## WHAT THE TASK ASKS:
Reproduce the entries. Match every word.

## THE RECORDS:
____________

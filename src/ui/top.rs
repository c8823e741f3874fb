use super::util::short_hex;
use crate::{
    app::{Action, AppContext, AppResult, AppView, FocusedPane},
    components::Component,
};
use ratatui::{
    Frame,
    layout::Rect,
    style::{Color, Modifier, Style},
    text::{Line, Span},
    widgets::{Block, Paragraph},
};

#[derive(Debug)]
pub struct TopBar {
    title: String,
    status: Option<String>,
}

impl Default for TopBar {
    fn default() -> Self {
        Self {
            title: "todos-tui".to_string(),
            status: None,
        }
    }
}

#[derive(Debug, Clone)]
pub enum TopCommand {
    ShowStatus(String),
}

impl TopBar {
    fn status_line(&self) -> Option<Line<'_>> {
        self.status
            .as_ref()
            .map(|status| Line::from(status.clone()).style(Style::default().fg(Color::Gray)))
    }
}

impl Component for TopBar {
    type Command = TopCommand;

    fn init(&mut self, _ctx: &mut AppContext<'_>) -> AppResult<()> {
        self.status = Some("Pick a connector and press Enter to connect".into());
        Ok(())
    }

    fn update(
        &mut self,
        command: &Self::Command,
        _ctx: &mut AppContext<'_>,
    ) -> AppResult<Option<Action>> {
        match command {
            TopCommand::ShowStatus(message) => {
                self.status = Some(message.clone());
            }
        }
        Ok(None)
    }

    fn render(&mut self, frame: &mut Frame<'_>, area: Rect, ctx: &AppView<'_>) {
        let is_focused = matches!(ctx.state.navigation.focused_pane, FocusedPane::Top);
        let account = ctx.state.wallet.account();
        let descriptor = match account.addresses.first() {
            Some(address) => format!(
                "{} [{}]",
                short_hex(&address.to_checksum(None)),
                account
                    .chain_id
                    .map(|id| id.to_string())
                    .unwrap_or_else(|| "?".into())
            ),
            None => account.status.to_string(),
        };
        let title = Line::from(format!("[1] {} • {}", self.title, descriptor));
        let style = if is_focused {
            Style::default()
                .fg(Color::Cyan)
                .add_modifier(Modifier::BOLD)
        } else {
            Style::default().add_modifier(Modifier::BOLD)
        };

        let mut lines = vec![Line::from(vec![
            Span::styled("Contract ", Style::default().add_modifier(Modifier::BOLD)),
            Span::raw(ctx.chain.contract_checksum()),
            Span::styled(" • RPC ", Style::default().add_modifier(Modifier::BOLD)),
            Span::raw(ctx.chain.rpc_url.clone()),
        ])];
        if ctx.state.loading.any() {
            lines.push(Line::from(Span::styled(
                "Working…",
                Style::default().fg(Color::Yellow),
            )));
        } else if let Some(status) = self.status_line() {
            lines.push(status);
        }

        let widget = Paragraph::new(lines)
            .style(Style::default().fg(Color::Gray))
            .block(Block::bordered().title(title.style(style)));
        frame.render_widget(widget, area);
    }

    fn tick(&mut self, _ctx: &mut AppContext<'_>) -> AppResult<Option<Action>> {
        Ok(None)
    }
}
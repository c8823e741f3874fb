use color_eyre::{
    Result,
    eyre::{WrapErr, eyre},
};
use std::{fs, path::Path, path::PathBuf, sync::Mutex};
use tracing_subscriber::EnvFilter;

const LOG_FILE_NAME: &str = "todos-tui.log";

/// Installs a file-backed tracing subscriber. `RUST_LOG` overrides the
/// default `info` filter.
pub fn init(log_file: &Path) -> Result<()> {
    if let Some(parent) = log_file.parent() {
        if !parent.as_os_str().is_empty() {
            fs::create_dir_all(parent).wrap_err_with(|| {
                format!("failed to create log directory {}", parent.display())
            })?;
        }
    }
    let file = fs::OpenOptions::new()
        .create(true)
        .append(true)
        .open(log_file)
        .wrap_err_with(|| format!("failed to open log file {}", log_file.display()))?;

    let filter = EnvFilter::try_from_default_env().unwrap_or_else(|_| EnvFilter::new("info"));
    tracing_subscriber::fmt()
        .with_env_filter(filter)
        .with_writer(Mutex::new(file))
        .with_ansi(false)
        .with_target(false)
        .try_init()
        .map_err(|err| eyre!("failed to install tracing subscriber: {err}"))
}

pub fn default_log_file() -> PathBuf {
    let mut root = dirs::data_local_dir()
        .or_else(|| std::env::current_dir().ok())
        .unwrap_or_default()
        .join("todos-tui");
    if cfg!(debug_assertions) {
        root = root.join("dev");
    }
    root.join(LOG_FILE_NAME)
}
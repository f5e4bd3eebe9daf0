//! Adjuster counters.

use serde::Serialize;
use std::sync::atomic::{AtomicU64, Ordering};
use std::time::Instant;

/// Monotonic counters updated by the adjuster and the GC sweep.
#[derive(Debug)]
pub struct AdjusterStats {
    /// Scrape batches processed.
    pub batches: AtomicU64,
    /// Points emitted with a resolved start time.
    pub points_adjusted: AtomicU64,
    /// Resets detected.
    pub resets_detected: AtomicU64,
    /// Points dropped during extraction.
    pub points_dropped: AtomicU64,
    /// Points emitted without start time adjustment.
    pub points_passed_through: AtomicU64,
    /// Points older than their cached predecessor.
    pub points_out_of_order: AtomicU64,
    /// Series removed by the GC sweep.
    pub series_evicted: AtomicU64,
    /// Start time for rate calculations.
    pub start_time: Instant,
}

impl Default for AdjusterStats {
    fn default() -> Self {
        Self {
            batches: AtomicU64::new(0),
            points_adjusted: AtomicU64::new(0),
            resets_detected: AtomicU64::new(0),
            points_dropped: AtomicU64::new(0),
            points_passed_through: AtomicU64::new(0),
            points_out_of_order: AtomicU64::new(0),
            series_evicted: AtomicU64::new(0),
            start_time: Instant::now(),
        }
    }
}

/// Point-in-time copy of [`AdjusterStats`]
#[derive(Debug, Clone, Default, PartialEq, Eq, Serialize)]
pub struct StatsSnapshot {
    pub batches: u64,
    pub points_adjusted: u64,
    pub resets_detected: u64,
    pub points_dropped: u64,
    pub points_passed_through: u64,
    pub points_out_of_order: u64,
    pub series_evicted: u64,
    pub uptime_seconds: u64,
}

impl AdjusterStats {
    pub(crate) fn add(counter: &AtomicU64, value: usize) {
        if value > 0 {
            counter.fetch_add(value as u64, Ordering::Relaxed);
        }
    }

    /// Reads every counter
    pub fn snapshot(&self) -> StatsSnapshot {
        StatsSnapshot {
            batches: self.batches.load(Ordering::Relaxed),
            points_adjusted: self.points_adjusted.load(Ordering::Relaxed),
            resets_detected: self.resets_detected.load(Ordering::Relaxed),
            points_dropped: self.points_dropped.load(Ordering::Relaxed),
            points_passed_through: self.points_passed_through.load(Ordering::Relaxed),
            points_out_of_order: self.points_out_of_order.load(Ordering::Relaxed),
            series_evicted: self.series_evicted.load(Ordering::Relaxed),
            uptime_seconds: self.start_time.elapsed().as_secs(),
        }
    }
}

____________

## ANSWER FOR THE TASK:
filename src/ui/top.rs
repository c8823e741f3874fb
use super::util::short_hex;
use crate::{
    app::{Action, AppContext, AppResult, AppView, FocusedPane},
    components::Component,
};
use ratatui::{
    Frame,
    layout::Rect,
    style::{Color, Modifier, Style},
    text::{Line, Span},
    widgets::{Block, Paragraph},
};

#[derive(Debug)]
pub struct TopBar {
    title: String,
    status: Option<String>,
}

impl Default for TopBar {
    fn default() -> Self {
        Self {
            title: "todos-tui".to_string(),
            status: None,
        }
    }
}

#[derive(Debug, Clone)]
pub enum TopCommand {
    ShowStatus(String),
}

impl TopBar {
    fn status_line(&self) -> Option<Line<'_>> {
        self.status
            .as_ref()
            .map(|status| Line::from(status.clone()).style(Style::default().fg(Color::Gray)))
    }
}

impl Component for TopBar {
    type Command = TopCommand;

    fn init(&mut self, _ctx: &mut AppContext<'_>) -> AppResult<()> {
        self.status = Some("Pick a connector and press Enter to connect".into());
        Ok(())
    }

    fn update(
        &mut self,
        command: &Self::Command,
        _ctx: &mut AppContext<'_>,
    ) -> AppResult<Option<Action>> {
        match command {
            TopCommand::ShowStatus(message) => {
                self.status = Some(message.clone());
            }
        }
        Ok(None)
    }

    fn render(&mut self, frame: &mut Frame<'_>, area: Rect, ctx: &AppView<'_>) {
        let is_focused = matches!(ctx.state.navigation.focused_pane, FocusedPane::Top);
        let account = ctx.state.wallet.account();
        let descriptor = match account.addresses.first() {
            Some(address) => format!(
                "{} [{}]",
                short_hex(&address.to_checksum(None)),
                account
                    .chain_id
                    .map(|id| id.to_string())
                    .unwrap_or_else(|| "?".into())
            ),
            None => account.status.to_string(),
        };
        let title = Line::from(format!("[1] {} • {}", self.title, descriptor));
        let style = if is_focused {
            Style::default()
                .fg(Color::Cyan)
                .add_modifier(Modifier::BOLD)
        } else {
            Style::default().add_modifier(Modifier::BOLD)
        };

        let mut lines = vec![Line::from(vec![
            Span::styled("Contract ", Style::default().add_modifier(Modifier::BOLD)),
            Span::raw(ctx.chain.contract_checksum()),
            Span::styled(" • RPC ", Style::default().add_modifier(Modifier::BOLD)),
            Span::raw(ctx.chain.rpc_url.clone()),
        ])];
        if ctx.state.loading.any() {
            lines.push(Line::from(Span::styled(
                "Working…",
                Style::default().fg(Color::Yellow),
            )));
        } else if let Some(status) = self.status_line() {
            lines.push(status);
        }

        let widget = Paragraph::new(lines)
            .style(Style::default().fg(Color::Gray))
            .block(Block::bordered().title(title.style(style)));
        frame.render_widget(widget, area);
    }

    fn tick(&mut self, _ctx: &mut AppContext<'_>) -> AppResult<Option<Action>> {
        Ok(None)
    }
}
repository c8823e741f3874fb
use color_eyre::{
    Result,
    eyre::{WrapErr, eyre},
};
use std::{fs, path::Path, path::PathBuf, sync::Mutex};
use tracing_subscriber::EnvFilter;

const LOG_FILE_NAME: &str = "todos-tui.log";

/// Installs a file-backed tracing subscriber. `RUST_LOG` overrides the
/// default `info` filter.
pub fn init(log_file: &Path) -> Result<()> {
    if let Some(parent) = log_file.parent() {
        if !parent.as_os_str().is_empty() {
            fs::create_dir_all(parent).wrap_err_with(|| {
                format!("failed to create log directory {}", parent.display())
            })?;
        }
    }
    let file = fs::OpenOptions::new()
        .create(true)
        .append(true)
        .open(log_file)
        .wrap_err_with(|| format!("failed to open log file {}", log_file.display()))?;

    let filter = EnvFilter::try_from_default_env().unwrap_or_else(|_| EnvFilter::new("info"));
    tracing_subscriber::fmt()
        .with_env_filter(filter)
        .with_writer(Mutex::new(file))
        .with_ansi(false)
        .with_target(false)
        .try_init()
        .map_err(|err| eyre!("failed to install tracing subscriber: {err}"))
}

pub fn default_log_file() -> PathBuf {
    let mut root = dirs::data_local_dir()
        .or_else(|| std::env::current_dir().ok())
        .unwrap_or_default()
        .join("todos-tui");
    if cfg!(debug_assertions) {
        root = root.join("dev");
    }
    root.join(LOG_FILE_NAME)
}
repository f5e4bd3eebe9daf0
//! Adjuster counters.

use serde::Serialize;
use std::sync::atomic::{AtomicU64, Ordering};
use std::time::Instant;

/// Monotonic counters updated by the adjuster and the GC sweep.
#[derive(Debug)]
pub struct AdjusterStats {
    /// Scrape batches processed.
    pub batches: AtomicU64,
    /// Points emitted with a resolved start time.
    pub points_adjusted: AtomicU64,
    /// Resets detected.
    pub resets_detected: AtomicU64,
    /// Points dropped during extraction.
    pub points_dropped: AtomicU64,
    /// Points emitted without start time adjustment.
    pub points_passed_through: AtomicU64,
    /// Points older than their cached predecessor.
    pub points_out_of_order: AtomicU64,
    /// Series removed by the GC sweep.
    pub series_evicted: AtomicU64,
    /// Start time for rate calculations.
    pub start_time: Instant,
}

impl Default for AdjusterStats {
    fn default() -> Self {
        Self {
            batches: AtomicU64::new(0),
            points_adjusted: AtomicU64::new(0),
            resets_detected: AtomicU64::new(0),
            points_dropped: AtomicU64::new(0),
            points_passed_through: AtomicU64::new(0),
            points_out_of_order: AtomicU64::new(0),
            series_evicted: AtomicU64::new(0),
            start_time: Instant::now(),
        }
    }
}

/// Point-in-time copy of [`AdjusterStats`]
#[derive(Debug, Clone, Default, PartialEq, Eq, Serialize)]
pub struct StatsSnapshot {
    pub batches: u64,
    pub points_adjusted: u64,
    pub resets_detected: u64,
    pub points_dropped: u64,
    pub points_passed_through: u64,
    pub points_out_of_order: u64,
    pub series_evicted: u64,
    pub uptime_seconds: u64,
}

impl AdjusterStats {
    pub(crate) fn add(counter: &AtomicU64, value: usize) {
        if value > 0 {
            counter.fetch_add(value as u64, Ordering::Relaxed);
        }
    }

    /// Reads every counter
    pub fn snapshot(&self) -> StatsSnapshot {
        StatsSnapshot {
            batches: self.batches.load(Ordering::Relaxed),
            points_adjusted: self.points_adjusted.load(Ordering::Relaxed),
            resets_detected: self.resets_detected.load(Ordering::Relaxed),
            points_dropped: self.points_dropped.load(Ordering::Relaxed),
            points_passed_through: self.points_passed_through.load(Ordering::Relaxed),
            points_out_of_order: self.points_out_of_order.load(Ordering::Relaxed),
            series_evicted: self.series_evicted.load(Ordering::Relaxed),
            uptime_seconds: self.start_time.elapsed().as_secs(),
        }
    }
}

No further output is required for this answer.